Task goal:
In the listing below, how many lines contain the word "ends"? Please respond with the number only.

Supplied records:
+ + + + +

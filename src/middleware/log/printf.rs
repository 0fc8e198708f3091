//! Positional `%`-verb substitution for log format strings.
//!
//! Log formats are configuration, not Rust source, so `format!` cannot be
//! used. This is a small printf: `%s`, `%d`, `%v`, `%f` and `%%`, with an
//! optional `-` or `0` flag, a width, and a `.precision`.
//!
//! Verbs are lenient about their argument's type: `%d` of a string prints the
//! string, so an unresolved token (`"?"`) never costs the whole line. What
//! does fail is arity: a verb with no argument left, arguments no verb
//! consumed, an unknown verb, or a trailing `%`. So does a width or
//! precision above one million.

use std::fmt;

/// Largest accepted width or precision.
const MAX_WIDTH: usize = 1_000_000;

/// A resolved token, ready to be substituted into a format string.
#[derive(Clone, Debug, PartialEq)]
pub enum TokenValue {
    Str(String),
    Int(i64),
    Float(f64),
}

impl From<&str> for TokenValue {
    fn from(s: &str) -> Self { Self::Str(s.to_owned()) }
}

impl From<String> for TokenValue {
    fn from(s: String) -> Self { Self::Str(s) }
}

impl fmt::Display for TokenValue {
    fn fmt(&self, f: &mut fmt::Formatter<'_>) -> fmt::Result {
        match self {
            Self::Str(s) => f.write_str(s),
            Self::Int(n) => write!(f, "{n}"),
            Self::Float(x) => write!(f, "{x}"),
        }
    }
}

/// A log format that does not fit its arguments.
#[derive(Debug, Clone, PartialEq, Eq)]
pub enum FormatError {
    /// The verb at byte `offset` has no argument left to consume.
    Missing { offset: usize },
    /// `given` arguments were supplied but the format consumes only `used`.
    Extra { used: usize, given: usize },
    /// `%` at byte `offset` is followed by an unsupported verb.
    UnknownVerb { offset: usize, verb: char },
    /// The format ends in the middle of a `%` directive.
    Truncated,
    /// The directive at byte `offset` asks for a width or precision above
    /// one million.
    TooWide { offset: usize },
}

impl fmt::Display for FormatError {
    fn fmt(&self, f: &mut fmt::Formatter<'_>) -> fmt::Result {
        match self {
            Self::Missing { offset } => write!(f, "missing argument for verb at byte {offset}"),
            Self::Extra { used, given } => {
                write!(f, "{given} arguments given but the format uses {used}")
            }
            Self::UnknownVerb { offset, verb } => {
                write!(f, "unknown verb `%{verb}` at byte {offset}")
            }
            Self::Truncated => f.write_str("format ends inside a `%` directive"),
            Self::TooWide { offset } => {
                write!(f, "width or precision at byte {offset} exceeds {MAX_WIDTH}")
            }
        }
    }
}

impl std::error::Error for FormatError {}

#[derive(Default)]
struct Spec {
    left: bool,
    zero: bool,
    width: usize,
    precision: Option<usize>,
}

/// Substitutes `args` into `format`, in order.
pub fn sprintf(format: &str, args: &[TokenValue]) -> Result<String, FormatError> {
    let mut out = String::with_capacity(format.len() + args.len() * 8);
    let mut args = args.iter();
    let mut used = 0;
    let mut chars = format.char_indices().peekable();

    while let Some((offset, c)) = chars.next() {
        if c != '%' {
            out.push(c);
            continue;
        }

        let mut spec = Spec::default();
        while let Some(&(_, flag @ ('-' | '0'))) = chars.peek() {
            if flag == '-' { spec.left = true } else { spec.zero = true }
            chars.next();
        }
        spec.width = digits(&mut chars, offset)?.unwrap_or(0);
        if chars.next_if(|&(_, c)| c == '.').is_some() {
            spec.precision = Some(digits(&mut chars, offset)?.unwrap_or(0));
        }

        let verb = match chars.next() {
            Some((_, verb)) => verb,
            None => return Err(FormatError::Truncated),
        };
        if verb == '%' {
            out.push('%');
            continue;
        }
        if !matches!(verb, 's' | 'v' | 'd' | 'f') {
            return Err(FormatError::UnknownVerb { offset, verb });
        }

        let arg = args.next().ok_or(FormatError::Missing { offset })?;
        used += 1;
        pad(&mut out, &render(verb, &spec, arg), &spec, !matches!(arg, TokenValue::Str(_)));
    }

    match args.len() {
        0 => Ok(out),
        rest => Err(FormatError::Extra { used, given: used + rest }),
    }
}

fn digits<I>(chars: &mut std::iter::Peekable<I>, offset: usize) -> Result<Option<usize>, FormatError>
where
    I: Iterator<Item = (usize, char)>,
{
    let mut n = None;
    while let Some((_, d)) = chars.next_if(|(_, c)| c.is_ascii_digit()) {
        let d = d.to_digit(10).unwrap_or(0) as usize;
        let next = n.unwrap_or(0usize)
            .checked_mul(10)
            .and_then(|n| n.checked_add(d))
            .filter(|&n| n <= MAX_WIDTH)
            .ok_or(FormatError::TooWide { offset })?;
        n = Some(next);
    }
    Ok(n)
}

fn render(verb: char, spec: &Spec, arg: &TokenValue) -> String {
    match (verb, arg) {
        ('f', TokenValue::Float(x)) => format!("{:.*}", spec.precision.unwrap_or(6), x),
        ('f', TokenValue::Int(n)) => format!("{:.*}", spec.precision.unwrap_or(6), *n as f64),
        ('d', TokenValue::Float(x)) => (x.trunc() as i64).to_string(),
        ('s' | 'v', TokenValue::Str(v)) => match spec.precision {
            Some(p) => v.chars().take(p).collect(),
            None => v.clone(),
        },
        (_, arg) => arg.to_string(),
    }
}

fn pad(out: &mut String, body: &str, spec: &Spec, numeric: bool) {
    let fill = spec.width.saturating_sub(body.chars().count());
    if fill == 0 {
        out.push_str(body);
    } else if spec.left {
        out.push_str(body);
        out.extend(std::iter::repeat_n(' ', fill));
    } else if spec.zero && numeric {
        let (sign, digits) = match body.strip_prefix('-') {
            Some(rest) => ("-", rest),
            None => ("", body),
        };
        out.push_str(sign);
        out.extend(std::iter::repeat_n('0', fill));
        out.push_str(digits);
    } else {
        out.extend(std::iter::repeat_n(' ', fill));
        out.push_str(body);
    }
}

+ + + + +

Written solution:
2